Go through the entries below. Copy each line in which "path" appears.
***** Data for processing *****
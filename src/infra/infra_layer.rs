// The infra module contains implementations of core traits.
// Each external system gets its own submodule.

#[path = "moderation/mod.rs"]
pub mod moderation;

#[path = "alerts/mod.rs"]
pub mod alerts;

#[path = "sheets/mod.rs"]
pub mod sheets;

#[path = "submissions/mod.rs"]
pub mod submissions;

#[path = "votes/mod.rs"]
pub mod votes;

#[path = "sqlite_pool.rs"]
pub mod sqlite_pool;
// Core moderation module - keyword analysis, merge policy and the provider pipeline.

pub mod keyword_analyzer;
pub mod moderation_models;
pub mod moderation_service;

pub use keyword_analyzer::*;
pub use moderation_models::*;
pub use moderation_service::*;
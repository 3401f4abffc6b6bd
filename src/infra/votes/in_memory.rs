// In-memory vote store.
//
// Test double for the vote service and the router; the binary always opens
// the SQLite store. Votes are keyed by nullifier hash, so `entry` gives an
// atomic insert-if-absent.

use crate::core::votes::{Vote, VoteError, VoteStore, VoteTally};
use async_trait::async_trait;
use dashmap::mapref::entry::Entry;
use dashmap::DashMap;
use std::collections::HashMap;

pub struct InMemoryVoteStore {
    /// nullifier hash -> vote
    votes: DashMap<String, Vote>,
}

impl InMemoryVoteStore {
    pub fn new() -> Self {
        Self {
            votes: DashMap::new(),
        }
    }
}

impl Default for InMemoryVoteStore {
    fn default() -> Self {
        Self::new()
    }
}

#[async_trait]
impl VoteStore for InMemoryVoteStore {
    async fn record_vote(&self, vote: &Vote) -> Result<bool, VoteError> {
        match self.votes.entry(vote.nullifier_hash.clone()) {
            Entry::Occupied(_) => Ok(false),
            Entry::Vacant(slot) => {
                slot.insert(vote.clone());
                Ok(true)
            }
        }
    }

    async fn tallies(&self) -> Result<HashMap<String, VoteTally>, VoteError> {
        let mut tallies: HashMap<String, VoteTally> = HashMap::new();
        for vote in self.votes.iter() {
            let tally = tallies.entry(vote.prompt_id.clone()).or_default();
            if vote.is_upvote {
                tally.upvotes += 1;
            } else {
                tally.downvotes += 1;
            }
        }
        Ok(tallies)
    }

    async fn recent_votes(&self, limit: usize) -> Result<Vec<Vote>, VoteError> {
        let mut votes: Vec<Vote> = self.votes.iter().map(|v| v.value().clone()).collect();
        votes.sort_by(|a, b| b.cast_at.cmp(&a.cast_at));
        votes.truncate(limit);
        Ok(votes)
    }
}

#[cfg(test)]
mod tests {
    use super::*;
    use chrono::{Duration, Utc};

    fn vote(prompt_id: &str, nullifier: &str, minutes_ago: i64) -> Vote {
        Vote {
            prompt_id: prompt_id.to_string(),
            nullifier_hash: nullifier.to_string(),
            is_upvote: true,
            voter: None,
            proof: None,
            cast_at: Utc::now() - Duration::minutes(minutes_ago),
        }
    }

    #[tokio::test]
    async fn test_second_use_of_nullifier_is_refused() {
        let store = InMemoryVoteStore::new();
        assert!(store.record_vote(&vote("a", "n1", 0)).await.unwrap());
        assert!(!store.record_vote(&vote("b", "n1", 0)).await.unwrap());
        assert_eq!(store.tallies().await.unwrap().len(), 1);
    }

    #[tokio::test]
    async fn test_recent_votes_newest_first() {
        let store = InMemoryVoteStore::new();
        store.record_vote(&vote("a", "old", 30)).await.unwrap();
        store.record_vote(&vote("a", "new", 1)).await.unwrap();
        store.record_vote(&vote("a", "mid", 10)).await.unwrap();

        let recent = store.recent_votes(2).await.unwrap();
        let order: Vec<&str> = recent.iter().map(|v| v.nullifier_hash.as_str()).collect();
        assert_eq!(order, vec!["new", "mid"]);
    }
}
*****
***** Data for processing *****
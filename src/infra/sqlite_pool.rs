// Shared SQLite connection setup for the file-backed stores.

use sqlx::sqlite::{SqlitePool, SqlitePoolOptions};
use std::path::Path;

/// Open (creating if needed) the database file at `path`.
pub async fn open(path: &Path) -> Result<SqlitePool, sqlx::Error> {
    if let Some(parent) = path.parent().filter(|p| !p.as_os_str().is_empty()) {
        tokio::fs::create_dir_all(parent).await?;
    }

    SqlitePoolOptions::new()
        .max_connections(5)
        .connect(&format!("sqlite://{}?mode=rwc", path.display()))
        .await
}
*****
- Answer to this exercise:
#[path = "moderation/mod.rs"]
#[path = "alerts/mod.rs"]
#[path = "sheets/mod.rs"]
#[path = "submissions/mod.rs"]
#[path = "votes/mod.rs"]
#[path = "sqlite_pool.rs"]
use std::path::Path;
/// Open (creating if needed) the database file at `path`.
pub async fn open(path: &Path) -> Result<SqlitePool, sqlx::Error> {
    if let Some(parent) = path.parent().filter(|p| !p.as_os_str().is_empty()) {
        .connect(&format!("sqlite://{}?mode=rwc", path.display()))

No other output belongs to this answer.